Not a problem, I thought. Political rallies feature rarely in my diary, and I can't remember the last time I had a discussion with anybody - either known to me or otherwise - on the subject of Kosovo's geopolitical status.
How naive could I be! Ok, I've managed to avoid political rallies - but the first, and only, topic of conversation anybody appears to have in Belgrade currently is 'The Political Situation'.
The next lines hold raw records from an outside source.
//! Wire forms of vectors, storage, installations, ships, and ordnance.

use serde_json::{json, Value};

use crate::core::{EntityId, HexVector, PlayerId};
use crate::game::{Base, CargoHold, FuelTank, Ordnance, OrdnanceKind, Outpost, Ship};
use crate::wire::{encode_capacity, DecodeError, Fields, Wire};

impl Wire for HexVector {
    fn encode(&self) -> Value {
        json!({ "q": self.q, "r": self.r })
    }

    fn decode(value: &Value) -> Result<Self, DecodeError> {
        let fields = Fields::of(value, "vec2")?;
        let vector = HexVector::new(fields.int("q")?, fields.int("r")?);
        if !vector.in_range() {
            return Err(fields.inconsistent(
                "q",
                format!("coordinates must stay within {} on every axis", HexVector::LIMIT),
            ));
        }
        Ok(vector)
    }
}

impl Wire for CargoHold {
    fn encode(&self) -> Value {
        json!({
            "capacity": encode_capacity(self.capacity),
            "money": self.money,
            "mines": self.mines,
            "torpedoes": self.torpedoes,
            "nukes": self.nukes,
            "outposts": self.outposts,
            "ore": self.ore,
            "bases": self.bases,
        })
    }

    fn decode(value: &Value) -> Result<Self, DecodeError> {
        let fields = Fields::of(value, "cargo hold")?;
        Ok(CargoHold {
            capacity: fields.capacity("capacity")?,
            money: fields.count("money")?,
            mines: fields.count("mines")?,
            torpedoes: fields.count("torpedoes")?,
            nukes: fields.count("nukes")?,
            outposts: fields.count("outposts")?,
            ore: fields.count("ore")?,
            bases: fields.count("bases")?,
        })
    }
}

impl Wire for FuelTank {
    fn encode(&self) -> Value {
        json!({
            "capacity": encode_capacity(self.capacity),
            "fuel": self.fuel,
        })
    }

    fn decode(value: &Value) -> Result<Self, DecodeError> {
        let fields = Fields::of(value, "fuel tank")?;
        Ok(FuelTank::new(fields.capacity("capacity")?, fields.count("fuel")?))
    }
}

// Bases and outposts share one shape under different names.
struct Installation {
    owner: PlayerId,
    name: String,
    id: EntityId,
    position: HexVector,
    cargo: CargoHold,
    fuel: FuelTank,
}

fn encode_installation(
    owner: &PlayerId,
    name: &str,
    id: &EntityId,
    position: HexVector,
    cargo: &CargoHold,
    fuel: &FuelTank,
) -> Value {
    json!({
        "owner": owner,
        "name": name,
        "id": id,
        "position": position.encode(),
        "cargo": cargo.encode(),
        "fuel": fuel.encode(),
    })
}

fn decode_installation(value: &Value, context: &'static str) -> Result<Installation, DecodeError> {
    let fields = Fields::of(value, context)?;
    Ok(Installation {
        owner: PlayerId::new(fields.string("owner")?),
        name: fields.string("name")?,
        id: EntityId::new(fields.string("id")?),
        position: fields.nested("position")?,
        cargo: fields.nested("cargo")?,
        fuel: fields.nested("fuel")?,
    })
}

impl Wire for Base {
    fn encode(&self) -> Value {
        encode_installation(
            &self.owner,
            &self.name,
            &self.id,
            self.position,
            &self.cargo,
            &self.fuel,
        )
    }

    fn decode(value: &Value) -> Result<Self, DecodeError> {
        let Installation {
            owner,
            name,
            id,
            position,
            cargo,
            fuel,
        } = decode_installation(value, "base")?;
        Ok(Base {
            owner,
            name,
            id,
            position,
            cargo,
            fuel,
        })
    }
}

impl Wire for Outpost {
    fn encode(&self) -> Value {
        encode_installation(
            &self.owner,
            &self.name,
            &self.id,
            self.position,
            &self.cargo,
            &self.fuel,
        )
    }

    fn decode(value: &Value) -> Result<Self, DecodeError> {
        let Installation {
            owner,
            name,
            id,
            position,
            cargo,
            fuel,
        } = decode_installation(value, "outpost")?;
        Ok(Outpost {
            owner,
            name,
            id,
            position,
            cargo,
            fuel,
        })
    }
}

impl Wire for Ship {
    fn encode(&self) -> Value {
        json!({
            "owner": self.owner,
            "name": self.name,
            "id": self.id,
            "type": self.ship_type,
            "isWarship": self.is_warship,
            "position": self.position.encode(),
            "velocity": self.velocity.encode(),
            "strength": self.strength,
            "isDefensive": self.is_defensive,
            "cargo": self.cargo.encode(),
            "fuel": self.fuel.encode(),
            "overloaded": self.overloaded,
            "weaponHealth": self.weapon_health,
            "driveHealth": self.drive_health,
            "structureHealth": self.structure_health,
        })
    }

    fn decode(value: &Value) -> Result<Self, DecodeError> {
        let fields = Fields::of(value, "ship")?;
        Ok(Ship {
            owner: PlayerId::new(fields.string("owner")?),
            name: fields.string("name")?,
            id: EntityId::new(fields.string("id")?),
            ship_type: fields.string("type")?,
            is_warship: fields.boolean("isWarship")?,
            position: fields.nested("position")?,
            velocity: fields.nested("velocity")?,
            strength: fields.count("strength")?,
            is_defensive: fields.boolean("isDefensive")?,
            cargo: fields.nested("cargo")?,
            fuel: fields.nested("fuel")?,
            overloaded: fields.boolean("overloaded")?,
            weapon_health: fields.health("weaponHealth", Ship::MAX_HEALTH)?,
            drive_health: fields.health("driveHealth", Ship::MAX_HEALTH)?,
            structure_health: fields.health("structureHealth", Ship::MAX_HEALTH)?,
        })
    }
}

impl Wire for Ordnance {
    fn encode(&self) -> Value {
        json!({
            "owner": self.owner,
            "id": self.id,
            "position": self.position.encode(),
            "velocity": self.velocity.encode(),
            "ttl": self.ttl,
            "type": self.kind.tag(),
        })
    }

    fn decode(value: &Value) -> Result<Self, DecodeError> {
        let fields = Fields::of(value, "ordnance")?;
        Ok(Ordnance {
            owner: PlayerId::new(fields.string("owner")?),
            id: EntityId::new(fields.string("id")?),
            position: fields.nested("position")?,
            velocity: fields.nested("velocity")?,
            ttl: fields.count("ttl")?,
            kind: fields
                .get("type")?
                .as_str()
                .and_then(OrdnanceKind::from_tag)
                .ok_or_else(|| fields.wrong("type", "one of 'M', 'T', 'N'"))?,
        })
    }
}

#[cfg(test)]
mod tests {
    use super::*;
    use crate::game::Capacity;

    fn sample_ship() -> Ship {
        let mut ship = Ship::new(
            PlayerId::new("11"),
            "Rocinante",
            EntityId::new("s1"),
            "corvette",
            true,
            HexVector::new(4, -2),
            HexVector::new(-1, 1),
            8,
            false,
            CargoHold { torpedoes: 2, ore: 5, ..CargoHold::empty(Capacity::Finite(20)) },
            FuelTank::full(12),
        );
        ship.overloaded = true;
        ship.drive_health = 3;
        ship
    }

    #[test]
    fn test_vector_shape() {
        assert_eq!(HexVector::new(3, -3).encode(), json!({ "q": 3, "r": -3 }));
    }

    #[test]
    fn test_vector_rejects_overflowing_coordinates() {
        for (q, r) in [(i32::MAX, i32::MAX), (i32::MAX, 0), (0, i32::MIN), (HexVector::LIMIT, 1)] {
            let err = HexVector::decode(&json!({ "q": q, "r": r })).unwrap_err();
            assert!(matches!(err, DecodeError::Inconsistent { field: "q", .. }), "{:?}", err);
        }

        let limit = HexVector::LIMIT;
        let edge = HexVector::decode(&json!({ "q": limit, "r": -limit })).unwrap();
        assert_eq!(edge.adjacent()[0].distance(edge), 1);
    }

    #[test]
    fn test_fuel_tank_unbounded() {
        let tank = FuelTank::decode(&json!({ "capacity": "Infinity", "fuel": 0 })).unwrap();
        assert_eq!(tank, FuelTank::empty(Capacity::Unbounded));
    }

    #[test]
    fn test_empty_unbounded_hold_encodes_sentinel() {
        let encoded = CargoHold::empty(Capacity::Unbounded).encode();
        assert_eq!(encoded["capacity"], json!("Infinity"));
    }

    #[test]
    fn test_roundtrip_installations() {
        let mut base = Base::new(
            PlayerId::new("7"),
            "Washington",
            EntityId::new("b"),
            HexVector::new(13, -6),
        );
        base.cargo.money = 25;
        base.fuel.fuel = 40;
        assert_eq!(Base::decode(&base.encode()), Ok(base));

        let outpost = Outpost::new(
            PlayerId::new("7"),
            "Camp",
            EntityId::new("o"),
            HexVector::new(20, 1),
        );
        assert_eq!(Outpost::decode(&outpost.encode()), Ok(outpost));
    }

    #[test]
    fn test_roundtrip_ship() {
        let ship = sample_ship();
        let encoded = ship.encode();
        assert_eq!(encoded["type"], json!("corvette"));
        assert_eq!(encoded["isWarship"], json!(true));
        assert_eq!(Ship::decode(&encoded), Ok(ship));
    }

    #[test]
    fn test_roundtrip_ordnance() {
        let nuke = Ordnance::launch(
            PlayerId::new("2"),
            EntityId::new("n"),
            HexVector::new(1, 1),
            HexVector::new(0, 2),
            OrdnanceKind::Nuke,
        );
        let encoded = nuke.encode();
        assert_eq!(encoded["type"], json!("N"));
        assert_eq!(Ordnance::decode(&encoded), Ok(nuke));
    }

    #[test]
    fn test_ship_rejects_excess_health() {
        let mut encoded = sample_ship().encode();
        encoded["weaponHealth"] = json!(7);
        let err = Ship::decode(&encoded).unwrap_err();
        assert_eq!(err.to_string(), "malformed input: ship 'weaponHealth' must be at most 6");
    }

    #[test]
    fn test_ordnance_rejects_unknown_kind() {
        let mut encoded = Ordnance::launch(
            PlayerId::new("2"),
            EntityId::new("m"),
            HexVector::ZERO,
            HexVector::ZERO,
            OrdnanceKind::Mine,
        ).encode();
        encoded["type"] = json!("MINE");
        assert!(matches!(
            Ordnance::decode(&encoded),
            Err(DecodeError::WrongType { field: "type", .. })
        ));
    }

    #[test]
    fn test_nested_failure_names_inner_entity() {
        let mut encoded = sample_ship().encode();
        encoded["cargo"]["nukes"] = json!("three");
        let err = Ship::decode(&encoded).unwrap_err();
        assert_eq!(
            err.to_string(),
            "malformed input: cargo hold 'nukes' must be a non-negative integer"
        );
    }

    #[test]
    fn test_first_failure_wins() {
        let err = Base::decode(&json!({ "name": 5 })).unwrap_err();
        assert_eq!(err, DecodeError::MissingField { context: "base", field: "owner" });
    }
}
//! Cargo holds and fuel tanks.

/// Storage capacity. Bases and outposts have unbounded storage.
#[derive(Clone, Copy, Debug, PartialEq, Eq, Hash)]
pub enum Capacity {
    /// At most this many units.
    Finite(u32),
    /// No limit.
    Unbounded,
}

/// Cargo carried by a ship, base, or outpost.
#[derive(Clone, Debug, PartialEq, Eq)]
pub struct CargoHold {
    /// Mass limit
    pub capacity: Capacity,
    /// Megacredits
    pub money: u32,
    /// Mines
    pub mines: u32,
    /// Torpedoes
    pub torpedoes: u32,
    /// Nukes
    pub nukes: u32,
    /// Outpost kits
    pub outposts: u32,
    /// Refined ore
    pub ore: u32,
    /// Base kits
    pub bases: u32,
}

impl CargoHold {
    /// An empty hold of the given capacity.
    pub fn empty(capacity: Capacity) -> Self {
        Self {
            capacity,
            money: 0,
            mines: 0,
            torpedoes: 0,
            nukes: 0,
            outposts: 0,
            ore: 0,
            bases: 0,
        }
    }

    /// Whether every count is zero.
    pub fn is_empty(&self) -> bool {
        *self == Self::empty(self.capacity)
    }
}

/// Fuel carried by a ship, base, or outpost.
#[derive(Clone, Debug, PartialEq, Eq)]
pub struct FuelTank {
    /// Fuel limit
    pub capacity: Capacity,
    /// Current fuel
    pub fuel: u32,
}

impl FuelTank {
    /// Create a tank.
    pub fn new(capacity: Capacity, fuel: u32) -> Self {
        Self { capacity, fuel }
    }

    /// An empty tank of the given capacity.
    pub fn empty(capacity: Capacity) -> Self {
        Self::new(capacity, 0)
    }

    /// A tank filled to a finite capacity.
    pub fn full(capacity: u32) -> Self {
        Self::new(Capacity::Finite(capacity), capacity)
    }
}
"What will it do for foreign investment?" is the main question, framed in various different ways. "Well, I shouldn't think it will throw anything much off course", is generally my breezy reply (largely on the unspoken basis that Serbia's international profile was pretty flaky anyway, even before they began to throw stones and petrol bombs through the windows of various Western embassy buildings). "This has been going on for so long", one chap intoned dolefully - and I tried to look vaguely sympathetic as I wondered whether he meant since the mid-nineties, or was he harking back to Princep and his revolver in Sarajevo in 1914? Vague memories of history lessons about The Balkan Question and Palmerston's gunboat diplomacy also came to mind, as did the idea that actually it's really been going on since 1389 and the battle of Kosovo. It didn't seem helpful to mention any of this detail, though, and I changed the subject instead, with some bracing and encouragingly bland remark.....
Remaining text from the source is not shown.